AuthorKenny, Charles
PositionTurnaround: Third World Lessons for First World Growth - Book review

Turnaround: Third World Lessons for First World Growth

by Peter Blair Henry

Basic Books, 240 pp.

[ILLUSTRATION OMITTED]

In his new book Turnaround: Third World Lessons for First World Growth, Peter Blair Henry, dean of the Stern School of Business at New York University, wants to persuade you of three big ideas about economic success in countries rich and poor. First, economies aren't destined to wealth or poverty by constitutions or by bureaucratic structures; leaders have a choice to follow policies that lead to economic growth. Second, those policies involve both discipline and a sustained commitment to the future demonstrated by fiscal and monetary probity, open trade and financial regimes, and market-friendly policies. Third, says Henry, the stock market is a good guide as to which policies are "disciplined." He is perhaps most persuasive on the first point, and least convincing on the third.

Turnaround is a book heavily focused on macroeconomic policy issues covering fiscal and monetary austerity along with the "Washington Consensus"--an oft-derided ten-point set of policy prescriptions for economies in crisis, so described by economist John Williamson because the criteria were recommended by D.C.-based organizations such as the International Monetary Fund, the Treasury Department, and the World Bank.

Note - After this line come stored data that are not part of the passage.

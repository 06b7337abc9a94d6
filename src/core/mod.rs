pub mod definitions;
pub mod engine;
pub mod game;
pub mod utils;
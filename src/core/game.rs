use std::fmt::Display;

use log::{debug, trace};
use rand::seq::SliceRandom;
use rand::Rng;

use crate::core::definitions::{Color, Move};
use crate::core::engine::Board;

/** Number of independent lines explored by [`Game::evaluate_best_moves`] */
pub const SEARCH_BRANCHES: usize = 3;
/** Maximum plies of every explored line */
pub const SEARCH_DEPTH: usize = 3;

#[derive(Debug, Clone)]
pub struct Game {
    board: Board,
    current_player: Color,
}

impl Game {
    /** Game over an empty board, White to move. */
    pub fn new() -> Game {
        Game::with_board(Board::new())
    }

    pub fn with_board(board: Board) -> Game {
        Game::with_player(board, Color::White)
    }

    pub fn with_player(board: Board, player: Color) -> Game {
        Game {
            board,
            current_player: player,
        }
    }

    pub fn fill(
        &mut self,
        pawn_count: u32,
        knight_count: u32,
        bishop_count: u32,
        rook_count: u32,
    ) {
        self.board
            .fill(pawn_count, knight_count, bishop_count, rook_count);
    }

    pub fn board(&self) -> &Board {
        &self.board
    }

    pub fn turn(&self) -> Color {
        self.current_player
    }

    fn make_move(&mut self, _move: Move) {
        self.board.make_move(_move);
        self.current_player = self.current_player.opposite();
    }

    pub fn random_move(&mut self) {
        self.random_move_with(&mut rand::thread_rng())
    }

    /** Plays a uniformly chosen pseudo-legal move for the side to move.
     * Without any available move nothing happens and the turn stays. */
    pub fn random_move_with<R: Rng + ?Sized>(&mut self, rng: &mut R) {
        let possible_moves = self.board.available_moves(self.current_player);
        match possible_moves.choose(rng) {
            Some(&chosen_move) => {
                trace!("{} plays {}", self.current_player, chosen_move);
                self.make_move(chosen_move);
            }
            None => debug!("{} has no moves, turn is kept", self.current_player),
        }
    }

    /** Greedy lines for the side to move.
     *
     * Line `i` repeatedly plays the `i`-th best rated move on its own copy of
     * the board, for up to [`SEARCH_DEPTH`] plies, and stops once the copy
     * reports the side to move as checked. A line ends early when fewer than
     * `i + 1` moves are available. */
    pub fn evaluate_best_moves(&self) -> Vec<Vec<Move>> {
        (0..SEARCH_BRANCHES)
            .map(|branch| {
                let mut board = self.board.clone();
                let mut line = Vec::with_capacity(SEARCH_DEPTH);
                for _ in 0..SEARCH_DEPTH {
                    let Some(&(_, _move)) = board.evaluated_moves(self.current_player).get(branch)
                    else {
                        debug!("Line {} cut after {} moves", branch, line.len());
                        break;
                    };
                    board.make_move(_move);
                    line.push(_move);
                    if board.is_checked(self.current_player) {
                        break;
                    }
                }
                line
            })
            .collect()
    }
}

impl Default for Game {
    /** Filled board, White to move. */
    fn default() -> Self {
        Game::with_board(Board::filled())
    }
}

impl Display for Game {
    fn fmt(&self, f: &mut std::fmt::Formatter<'_>) -> std::fmt::Result {
        write!(f, "{}", self.board)
    }
}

As such, Turnaround is a welcome addition to a global development literature that has recently spent much of its time either discussing microeconomic issues at the one end--like the multi-award-winning Poor Economics: A Radical Rethinking of the Way to Fight Global Poverty--and millennia-spanning work on the historical determinants of wealth like Why Nations Fail: The Origins of Power, Prosperity, and Poverty at the other. Besides providing a happy middle ground, Henry has produced one of a dwindling number of papers in the American Economic Review and can also be understood by readers who haven't passed advanced classes in statistics and algebra.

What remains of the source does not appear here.